You are viewing a plain text version of this content. The canonical link for it is here.
Posted to user@hive.apache.org by Dilip Joseph <di...@gmail.com> on 2010/03/22 21:50:06 UTC
support for arrays, maps, structs while writing output of custom
reduce script to table
Hello,
Does Hive currently support arrays, maps, structs while using custom
reduce/map scripts? 'myreduce.py' in the example below produces an
array of structs delimited by \2s and \3s.
CREATE TABLE SS (
a INT,
b INT,
vals ARRAY<STRUCT<x:INT, y:STRING>>
);
FROM (select * from srcTable DISTRIBUTE BY id SORT BY id) s
INSERT OVERWRITE TABLE SS
REDUCE *
USING 'myreduce.py'
AS
(a,b, vals)
;
However, the query is failing with the following error message, even
before the script is executed:
FAILED: Error in semantic analysis: line 2:27 Cannot insert into
target table because column number/types are different SS: Cannot
convert column 2 from string to array<struct<x:int,y:string>>.

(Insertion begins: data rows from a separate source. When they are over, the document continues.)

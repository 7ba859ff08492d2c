//! Contains the formatting logic for the [SgContext] struct.

use super::SgContext;
use crate::errors::SgResult;

impl SgContext {
    /// Fetches the series and prints the styled view to stdout. The view is
    /// rendered into a buffer first, so a parse failure prints nothing.
    pub fn print_series(&self) -> SgResult<()> {
        let series = self.load_series()?;

        let mut buf = String::new();
        series.write_series(&mut buf)?;
        print!("{}", buf);

        Ok(())
    }
}
//! Actions that can be dispatched by the user.

use super::SgContext;
use crate::{
    errors::{SgError, SgResult},
    series::PatchRecord,
    stg,
};
use nu_ansi_term::Color;

impl SgContext {
    /// Resolves the patch a command should target: an explicit argument wins,
    /// then the marked patch, then an interactive selection over the series.
    /// A mark pointing at a patch that is no longer in the series is ignored.
    ///
    /// ## Takes
    /// - `name` - The explicit patch name argument, if any.
    /// - `prompt` - The prompt to display when a selection is needed.
    ///
    /// ## Returns
    /// - `Ok(name)` - The resolved patch name.
    /// - `Err(_)` - If the explicit name is unknown or the series is empty.
    pub fn resolve_patch(&self, name: Option<String>, prompt: &str) -> SgResult<String> {
        let series = self.load_series()?;

        if let Some(name) = name {
            // Surface unknown names before shelling out to a mutating command.
            if series.get(&name).is_none() {
                return Err(SgError::PatchNotFound(name));
            }
            return Ok(name);
        }

        if let Some(marked) = series.marked_record(self.marked()) {
            return Ok(marked.name.clone());
        }

        if series.is_empty() {
            return Err(SgError::EmptySeries);
        }

        // Start the selection cursor on the current patch, when there is one.
        let cursor = series
            .current()
            .and_then(|current| series.patches.iter().position(|p| p.name == current.name))
            .unwrap_or_default();
        let selection = inquire::Select::new(prompt, series.display_patches())
            .with_starting_cursor(cursor)
            .with_formatter(&|f| f.value.patch_name.clone())
            .prompt()?;

        Ok(selection.patch_name)
    }

    /// Asks the user for confirmation before discarding a patch with
    /// `stg delete`.
    pub fn discard_patch(&mut self, name: &str) -> SgResult<()> {
        let is_empty = self
            .load_series()?
            .get(name)
            .is_some_and(PatchRecord::is_empty);
        let kind = if is_empty { "empty patch" } else { "patch" };

        // Ask for confirmation to prevent accidental deletion of patches.
        let confirm = inquire::Confirm::new(
            format!(
                "Are you sure you want to discard {} `{}`?",
                kind,
                Color::Blue.paint(name)
            )
            .as_str(),
        )
        .with_default(false)
        .prompt()?;

        // Exit early if the user doesn't confirm.
        if !confirm {
            return Ok(());
        }

        stg::run_stg_captured(&["delete", name], self.workdir()?)?;

        // Drop the mark if it pointed at the discarded patch.
        self.state.clear_mark_for(name);

        Ok(())
    }
}
//! `unmark` subcommand.

use crate::{ctx::SgContext, errors::SgResult};
use clap::Args;
use nu_ansi_term::Color::Blue;

/// CLI arguments for the `unmark` subcommand.
#[derive(Debug, Clone, Eq, PartialEq, Args)]
pub struct UnmarkCmd;

impl UnmarkCmd {
    /// Run the `unmark` subcommand.
    pub fn run(self, mut ctx: SgContext) -> SgResult<()> {
        match ctx.marked() {
            Some(name) => println!("Unmarked patch `{}`.", Blue.paint(name)),
            None => println!("No patch is marked."),
        }

        ctx.clear_mark();
        ctx.print_series()
    }
}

I saw a discussion about this in
http://www.mail-archive.com/hive-user@hadoop.apache.org/msg00160.html,
dated over a year ago. Just wondering if there have been any updates.
Thanks,
Dilip
Re: support for arrays, maps, structs while writing output of custom
reduce script to table
Posted by Dilip Joseph <di...@gmail.com>.
Opened JIRA https://issues.apache.org/jira/browse/HIVE-1271
Dilip
On Mon, Mar 22, 2010 at 3:26 PM, Zheng Shao <zs...@gmail.com> wrote:
> Great!
>
> This is a bug. Hive field names should be case-insensitive. Can you
> open a JIRA for that?
>
> Zheng
> On Mon, Mar 22, 2010 at 2:43 PM, Dilip Joseph
> <di...@gmail.com> wrote:
>> Thanks Zheng, That worked.
>>
>> It appears that the type information is converted to lower case before
>> comparison. The following statements where "userId" is used as a
>> field name failed.
>>
>> hive> CREATE TABLE SS (
>> > a INT,
>> > b INT,
>> > vals ARRAY<STRUCT<userId:INT, y:STRING>>
>> > );
>> OK
>> Time taken: 0.309 seconds
>> hive> FROM (select * from srcTable DISTRIBUTE BY id SORT BY id) s
>> > INSERT OVERWRITE TABLE SS
>> > REDUCE *
>> > USING 'myreduce.py'
>> > AS
>> > (a INT,
>> > b INT,
>> > vals ARRAY<STRUCT<userId:INT, y:STRING>>
>> > )
>> > ;
>> FAILED: Error in semantic analysis: line 2:27 Cannot insert into
>> target table because column number/types are different SS: Cannot
>> convert column 2 from array<struct<userId:int,y:string>> to
>> array<struct<userid:int,y:string>>.
>>
>> The same queries worked fine after changing "userId" to "userid".
>>
>> Dilip
>>
>> On Mon, Mar 22, 2010 at 2:20 PM, Zheng Shao <zs...@gmail.com> wrote:
>>> From 0.5 (probably), we can add type information to the column names after "AS".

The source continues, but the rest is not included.